Poor usability, reliability, quality and, most importantly, a lack of added value in Linked Open Data hinders its widespread adoption. A web-based platform named (Linked) Open Data Store, will serve as broker between information providers and their interested consumers.
While the project’s vision is adaptable to very different scenarios, we will target an application domain that has been the source of humanity’s wealth fare and development: science.
All advances of humanity, for example medical treatments or space flight, stem from knowledge that is encoded in today’s research publications. However, the sheer amount of research publications makes it nearly impossible to thoughtfully analyse existing data.
While Linked Open Data repositories for the biomedical domain already exist, such as DrugBank or PubMed, they are neither linked to the corresponding academic literature on the entity level, nor can users “easily” correlate certain facts in and across those repositories.
Therefore, there is a need to create a Linked Science Data Cloud, which integrates unstructured research information with semantic research data and makes it easily accessible and organisable.

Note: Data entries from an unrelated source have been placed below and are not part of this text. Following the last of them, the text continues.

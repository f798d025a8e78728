//! Result, error and configuration types for the mint checker.

use serde::{Deserialize, Serialize};

/// Default public RPC endpoint for BNB Smart Chain.
pub const DEFAULT_RPC_URL: &str = "https://bsc-dataseed.binance.org/";

/// Default block explorer address page.
pub const DEFAULT_EXPLORER_BASE_URL: &str = "https://bscscan.com/address/";

/// Failure of a single contract check.
///
/// Remote failures are deliberately collapsed into one category: a missing
/// `mintStorage` function, a reverted call and an unreachable node all surface
/// as [`CheckError::RpcFailure`]. The cause is kept as the error source.
#[derive(Debug, thiserror::Error)]
pub enum CheckError {
    #[error("Invalid BNB contract address")]
    InvalidAddress { input: String },

    #[error("Error fetching contract data. Please check the contract address and try again.")]
    RpcFailure(#[source] Box<dyn std::error::Error + Send + Sync + 'static>),
}

impl CheckError {
    /// Short category name suitable for display or metrics labels.
    pub fn category(&self) -> &'static str {
        match self {
            Self::InvalidAddress { .. } => "InvalidAddress",
            Self::RpcFailure(_) => "RpcFailure",
        }
    }
}

impl From<anyhow::Error> for CheckError {
    fn from(err: anyhow::Error) -> Self {
        Self::RpcFailure(err.into())
    }
}

/// Whether minting is enabled, as derived from the hash comparison.
#[derive(Debug, Clone, Copy, PartialEq, Eq, Serialize, Deserialize)]
pub enum MintStatus {
    Enabled,
    NotEnabled,
}

impl MintStatus {
    pub fn from_enabled(enabled: bool) -> Self {
        if enabled {
            MintStatus::Enabled
        } else {
            MintStatus::NotEnabled
        }
    }

    /// Short label used in the copyable report.
    pub fn label(&self) -> &'static str {
        match self {
            MintStatus::Enabled => "Enabled",
            MintStatus::NotEnabled => "Not Enabled",
        }
    }

    /// Sentence used for the status line.
    pub fn headline(&self) -> &'static str {
        match self {
            MintStatus::Enabled => "Mint is enabled",
            MintStatus::NotEnabled => "Mint is not enabled",
        }
    }
}

/// Interpreted `mintStorage()` response for one contract.
///
/// Every field is display-ready. The amount fields are populated from the
/// first two 10+ digit runs in the raw response, purely by position: if the
/// upstream format ever reorders them the values will be misattributed.
#[derive(Debug, Clone, PartialEq, Eq, Serialize, Deserialize)]
pub struct InterpretedResult {
    /// Raw `mintStorage()` return value, verbatim
    pub mint_params: String,
    /// Hash fragment after the final `" : "`, trimmed, without `0x`
    pub extracted_hash: Option<String>,
    /// keccak256("True"), `0x`-prefixed lowercase hex
    pub reference_hash: String,
    /// True iff `extracted_hash` matches `reference_hash`
    pub is_mint_enabled: bool,
    /// First 10+ digit run (smallest unit)
    pub primary_amount_raw: Option<String>,
    /// Second 10+ digit run (smallest unit)
    pub secondary_amount_raw: Option<String>,
    /// `primary_amount_raw` scaled by 10^18
    pub primary_amount_scaled: Option<String>,
    /// `secondary_amount_raw` scaled by 10^18
    pub secondary_amount_scaled: Option<String>,
    /// Native balance of the contract scaled by 10^18
    pub contract_balance: String,
}

impl InterpretedResult {
    pub fn status(&self) -> MintStatus {
        MintStatus::from_enabled(self.is_mint_enabled)
    }
}

/// Checker configuration.
#[derive(Debug, Clone, Serialize, Deserialize)]
pub struct CheckerConfig {
    /// JSON-RPC endpoint
    pub rpc_url: String,
    /// HTTP timeout for each RPC request in seconds
    pub rpc_timeout_seconds: u64,
    /// Symbol of the chain's native coin, used in reports
    pub native_symbol: String,
    /// Explorer page prefix; the address is appended
    pub explorer_base_url: String,
}

impl CheckerConfig {
    /// Explorer link for `address`.
    pub fn explorer_url(&self, address: &str) -> String {
        format!("{}{}", self.explorer_base_url, address)
    }
}

impl Default for CheckerConfig {
    fn default() -> Self {
        Self {
            rpc_url: DEFAULT_RPC_URL.to_string(),
            rpc_timeout_seconds: 30,
            native_symbol: "BNB".to_string(),
            explorer_base_url: DEFAULT_EXPLORER_BASE_URL.to_string(),
        }
    }
}

#[cfg(test)]
mod tests {
    use super::*;

    #[test]
    fn test_error_categories() {
        let invalid = CheckError::InvalidAddress { input: "0x12".to_string() };
        let rpc: CheckError = anyhow::anyhow!("connection refused").into();

        assert_eq!(invalid.category(), "InvalidAddress");
        assert_eq!(rpc.category(), "RpcFailure");
        assert_eq!(invalid.to_string(), "Invalid BNB contract address");
        assert!(rpc.to_string().starts_with("Error fetching contract data"));
    }

    #[test]
    fn test_rpc_failure_keeps_cause() {
        let rpc: CheckError = anyhow::anyhow!("execution reverted").into();
        let source = std::error::Error::source(&rpc).expect("source is kept");

        assert!(source.to_string().contains("execution reverted"));
    }

    #[test]
    fn test_config_defaults() {
        let config = CheckerConfig::default();

        assert_eq!(config.rpc_url, "https://bsc-dataseed.binance.org/");
        assert_eq!(config.rpc_timeout_seconds, 30);
        assert_eq!(config.native_symbol, "BNB");
        assert_eq!(
            config.explorer_url("0x1111111111111111111111111111111111111111"),
            "https://bscscan.com/address/0x1111111111111111111111111111111111111111"
        );
    }

    #[test]
    fn test_mint_status_labels() {
        assert_eq!(MintStatus::from_enabled(true), MintStatus::Enabled);
        assert_eq!(MintStatus::Enabled.headline(), "Mint is enabled");
        assert_eq!(MintStatus::NotEnabled.label(), "Not Enabled");
    }
}
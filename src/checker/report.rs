//! Plain-text rendering of a check result.

use crate::checker::types::InterpretedResult;

impl InterpretedResult {
    /// Copyable summary of the check, one field per line.
    ///
    /// Optional fields that are absent are left out rather than printed
    /// empty.
    pub fn to_report(&self, address: &str, symbol: &str) -> String {
        let mut lines = vec![
            format!("Contract Address: {address}"),
            format!("Mint Status: {}", self.status().label()),
            format!("Contract Balance: {} {symbol}", self.contract_balance),
        ];

        if let Some(amount) = &self.primary_amount_scaled {
            lines.push(format!("USDC Amount: {amount} USDC"));
        }
        if let Some(amount) = &self.secondary_amount_scaled {
            lines.push(format!("Max {symbol}: {amount} {symbol}"));
        }

        lines.push(format!("Mint Parameters: {}", self.mint_params));

        if let Some(hash) = &self.extracted_hash {
            lines.push(format!("Extracted Keccak Hash: {hash}"));
        }
        lines.push(format!("Keccak(True): {}", self.reference_hash));

        if let Some(amount) = &self.primary_amount_raw {
            lines.push(format!("USDC Amount (Wei): {amount}"));
        }
        if let Some(amount) = &self.secondary_amount_raw {
            lines.push(format!("Max {symbol} (Wei): {amount}"));
        }

        lines.join("\n")
    }

    /// Human-oriented console output: status line first, then the report.
    pub fn to_console(&self, address: &str, symbol: &str, explorer_url: &str) -> String {
        let marker = if self.is_mint_enabled { "[+]" } else { "[-]" };

        format!(
            "{marker} {}\n\n{}\nExplorer: {explorer_url}",
            self.status().headline(),
            self.to_report(address, symbol)
        )
    }
}

#[cfg(test)]
mod tests {
    use super::*;

    fn sample(enabled: bool, with_amounts: bool) -> InterpretedResult {
        InterpretedResult {
            mint_params: "params : abcd".to_string(),
            extracted_hash: Some("abcd".to_string()),
            reference_hash: "0xfeed".to_string(),
            is_mint_enabled: enabled,
            primary_amount_raw: with_amounts.then(|| "50000000000000000000".to_string()),
            secondary_amount_raw: with_amounts.then(|| "1000000000000000000".to_string()),
            primary_amount_scaled: with_amounts.then(|| "50.0".to_string()),
            secondary_amount_scaled: with_amounts.then(|| "1.0".to_string()),
            contract_balance: "2.5".to_string(),
        }
    }

    #[test]
    fn test_report_with_amounts() {
        let report = sample(true, true).to_report("0xabc", "BNB");

        assert_eq!(
            report,
            "Contract Address: 0xabc\n\
             Mint Status: Enabled\n\
             Contract Balance: 2.5 BNB\n\
             USDC Amount: 50.0 USDC\n\
             Max BNB: 1.0 BNB\n\
             Mint Parameters: params : abcd\n\
             Extracted Keccak Hash: abcd\n\
             Keccak(True): 0xfeed\n\
             USDC Amount (Wei): 50000000000000000000\n\
             Max BNB (Wei): 1000000000000000000"
        );
    }

    #[test]
    fn test_report_skips_missing_fields() {
        let mut result = sample(false, false);
        result.extracted_hash = None;

        let report = result.to_report("0xabc", "BNB");

        assert!(report.contains("Mint Status: Not Enabled"));
        assert!(!report.contains("USDC"));
        assert!(!report.contains("Extracted Keccak Hash"));
        assert!(!report.contains("\n\n"));
    }

    #[test]
    fn test_console_output() {
        let out = sample(true, false).to_console("0xabc", "BNB", "https://bscscan.com/address/0xabc");

        assert_eq!(
            out,
            "[+] Mint is enabled\n\n\
             Contract Address: 0xabc\n\
             Mint Status: Enabled\n\
             Contract Balance: 2.5 BNB\n\
             Mint Parameters: params : abcd\n\
             Extracted Keccak Hash: abcd\n\
             Keccak(True): 0xfeed\n\
             Explorer: https://bscscan.com/address/0xabc"
        );
    }
}
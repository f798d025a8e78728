//! Interpretation of the `mintStorage()` response string.
//!
//! The response is an opaque, human-oriented string of the form
//! `"<parameters> : <hash>"`, where `<hash>` is keccak256("True") when minting
//! is enabled. Amounts appear as bare 10+ digit integers in smallest units.
//! Everything here is pure: the same inputs always give the same result.

use crate::checker::types::InterpretedResult;
use crate::checker::units::{format_ether, format_ether_digits};
use alloy::primitives::{keccak256, B256, U256};
use regex::Regex;
use tracing::debug;

/// Separator between the parameter text and the status hash.
pub const DELIMITER: &str = " : ";

/// Literal whose hash marks minting as enabled.
pub const ENABLED_LITERAL: &[u8] = b"True";

lazy_static::lazy_static! {
    /// Standalone runs of 10+ ASCII digits. Word boundaries are ASCII so a
    /// digit run glued to letters (e.g. inside a hex hash) never matches.
    static ref AMOUNT_PATTERN: Regex = Regex::new(r"(?-u:\b)[0-9]{10,}(?-u:\b)")
        .expect("amount pattern is a valid regex");
}

/// keccak256("True").
pub fn reference_hash() -> B256 {
    keccak256(ENABLED_LITERAL)
}

/// Last part of the response split on the delimiter, trimmed and without a
/// `0x` prefix.
///
/// Splitting runs left to right without overlap, so `"a : : b"` ends in
/// `": b"`. `None` when the response holds no delimiter at all.
pub fn extract_hash(raw: &str) -> Option<String> {
    let mut parts = raw.split(DELIMITER);
    parts.next()?;
    let tail = parts.last()?;
    Some(strip_hex_prefix(tail.trim()).to_string())
}

/// Compare two hex strings ignoring case and an optional `0x` prefix.
pub fn hashes_match(extracted: &str, reference: &str) -> bool {
    let extracted = strip_hex_prefix(extracted.trim());
    let reference = strip_hex_prefix(reference.trim());

    !extracted.is_empty() && extracted.eq_ignore_ascii_case(reference)
}

/// All standalone 10+ digit runs, left to right.
pub fn extract_amounts(raw: &str) -> Vec<&str> {
    AMOUNT_PATTERN.find_iter(raw).map(|m| m.as_str()).collect()
}

/// Build the full result from the raw response, the reference hash and the
/// contract balance in wei.
pub fn interpret(raw: &str, reference: B256, balance: U256) -> InterpretedResult {
    let reference_hash = format!("{reference:#x}");

    let extracted_hash = extract_hash(raw);
    let is_mint_enabled = extracted_hash
        .as_deref()
        .is_some_and(|hash| hashes_match(hash, &reference_hash));

    // Positional: first run is the primary amount, second the secondary one.
    let amounts = extract_amounts(raw);
    let (primary_amount_raw, secondary_amount_raw) = match amounts.as_slice() {
        [first, second, ..] => (Some(first.to_string()), Some(second.to_string())),
        _ => (None, None),
    };

    debug!(
        "Interpreted response: hash={:?}, enabled={}, amounts_found={}",
        extracted_hash,
        is_mint_enabled,
        amounts.len()
    );

    InterpretedResult {
        mint_params: raw.to_string(),
        extracted_hash,
        reference_hash,
        is_mint_enabled,
        primary_amount_scaled: primary_amount_raw.as_deref().map(format_ether_digits),
        secondary_amount_scaled: secondary_amount_raw.as_deref().map(format_ether_digits),
        primary_amount_raw,
        secondary_amount_raw,
        contract_balance: format_ether(balance),
    }
}

fn strip_hex_prefix(value: &str) -> &str {
    value
        .strip_prefix("0x")
        .or_else(|| value.strip_prefix("0X"))
        .unwrap_or(value)
}
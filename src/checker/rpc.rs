//! RPC collaborator for the mint checker.
//!
//! The checker only needs two read-only calls and a hash function, so the
//! node is reached through the narrow [`MintStorageRpc`] trait. [`AlloyRpc`]
//! is the production implementation over HTTP JSON-RPC.

use alloy::primitives::{keccak256, Address, B256, U256};
use alloy::providers::{DynProvider, Provider, ProviderBuilder};
use alloy::rpc::client::RpcClient;
use alloy::sol;
use alloy::transports::http::Http;
use anyhow::{anyhow, Context, Result};
use async_trait::async_trait;
use reqwest::{Client, Url};
use std::time::Duration;
use tracing::{debug, info, instrument};

sol! {
    #[sol(rpc)]
    interface IMintStorage {
        function mintStorage() external view returns (string memory);
    }
}

/// Capabilities the checker needs from a blockchain node.
#[async_trait]
pub trait MintStorageRpc: Send + Sync {
    /// Call the zero-argument view function `mintStorage()` on `address`.
    async fn mint_storage(&self, address: Address) -> Result<String>;

    /// Native coin balance of `address` in the smallest unit.
    async fn get_balance(&self, address: Address) -> Result<U256>;

    /// The chain's one-way hash.
    fn hash(&self, data: &[u8]) -> B256 {
        keccak256(data)
    }
}

/// HTTP JSON-RPC implementation backed by alloy.
pub struct AlloyRpc {
    provider: DynProvider,
    endpoint: String,
}

impl AlloyRpc {
    /// Connect to `endpoint` with a per-request HTTP timeout.
    ///
    /// No request is sent here; the first network activity happens on the
    /// first call.
    pub fn new(endpoint: &str, timeout: Duration) -> Result<Self> {
        if endpoint.trim().is_empty() {
            return Err(anyhow!("RPC endpoint is required"));
        }

        let url: Url = endpoint
            .parse()
            .with_context(|| format!("Invalid RPC endpoint URL: {endpoint}"))?;

        let http_client = Client::builder()
            .timeout(timeout)
            .build()
            .context("Failed to build HTTP client")?;

        let transport = Http::with_client(http_client, url);
        let client = RpcClient::new(transport, false);
        let provider = ProviderBuilder::new().connect_client(client).erased();

        info!("Created RPC client for {} (timeout {}s)", endpoint, timeout.as_secs());

        Ok(Self {
            provider,
            endpoint: endpoint.to_string(),
        })
    }

    pub fn endpoint(&self) -> &str {
        &self.endpoint
    }
}

#[async_trait]
impl MintStorageRpc for AlloyRpc {
    #[instrument(skip(self), fields(endpoint = %self.endpoint))]
    async fn mint_storage(&self, address: Address) -> Result<String> {
        let contract = IMintStorage::new(address, self.provider.clone());

        let value = contract
            .mintStorage()
            .call()
            .await
            .with_context(|| format!("mintStorage() call failed for {address}"))?;

        debug!("mintStorage() returned {} bytes", value.len());
        Ok(value)
    }

    #[instrument(skip(self), fields(endpoint = %self.endpoint))]
    async fn get_balance(&self, address: Address) -> Result<U256> {
        let balance = self
            .provider
            .get_balance(address)
            .await
            .with_context(|| format!("Failed to fetch balance of {address}"))?;

        debug!("Balance of {}: {} wei", address, balance);
        Ok(balance)
    }
}

#[cfg(test)]
mod tests {
    use super::*;

    #[tokio::test]
    async fn test_alloy_rpc_creation() {
        let rpc = AlloyRpc::new("https://bsc-dataseed.binance.org/", Duration::from_secs(5));

        assert!(rpc.is_ok());
        assert_eq!(rpc.unwrap().endpoint(), "https://bsc-dataseed.binance.org/");
    }

    #[test]
    fn test_alloy_rpc_rejects_bad_endpoints() {
        assert!(AlloyRpc::new("", Duration::from_secs(5)).is_err());
        assert!(AlloyRpc::new("not a url", Duration::from_secs(5)).is_err());
    }

    #[test]
    fn test_mint_storage_selector() {
        use alloy::sol_types::SolCall;

        let signature_hash = keccak256("mintStorage()");
        assert_eq!(
            IMintStorage::mintStorageCall::SELECTOR.as_slice(),
            &signature_hash.as_slice()[..4]
        );
    }
}
//! mint-checker - `mintStorage()` status lookup for EVM contracts
//!
//! Queries a contract's `mintStorage()` view function and native balance over
//! JSON-RPC and interprets the returned string into a display-ready result.

pub mod types;
pub mod checker;

// Re-export main types for convenience
pub use types::CandidateAddress;
pub use checker::{
    check_contract, CheckError, CheckerBuilder, CheckerConfig, InterpretedResult,
    MintStatusChecker, MintStorageRpc,
};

CODE will link academic literature to existing Linked Open Data repositories on the entity level and enrich entities with additional extracted facts. Web-based visual analysis techniques and federated querying mechanisms will allow users to analyse, validate, integrate and organise the data set, and aggregate/summarize relevant facts.
As user group we consider people associated with knowledge and technology intensive organisations, like researchers, analysts, students, etc.
By tracking provenance information of data, CODE will enable different economic value creation chains on the data. CODE’s approach focuses on crowd-sourcing domain specific enrichment, integration, analysis and organization of facts contained in research papers: instead of focusing on a particular field, we will give experts from different research fields the services, tools and interfaces to conduct specific analysis on research publications.
By extracting drug-names (i.e. entities) and corresponding effects on test-groups (e.g. children, adults) from single publications, those facts can be aggregated, correlated and visualized over a set of publications. The aggregated data will be part of the LOD cloud and subject to analysis through other users. People creating marketing campaigns for certain drugs might be interested in the drug’s effectiveness in different test-groups like children vs. adults.
During the project implementation we will focus on the biomedical and computer science research fields due to two reasons: first, a large fraction of our community stems from this field and second, annotation resources, open source methods and Linked Open Data repositories for bootstrapping semantic enrichment & integration already exist.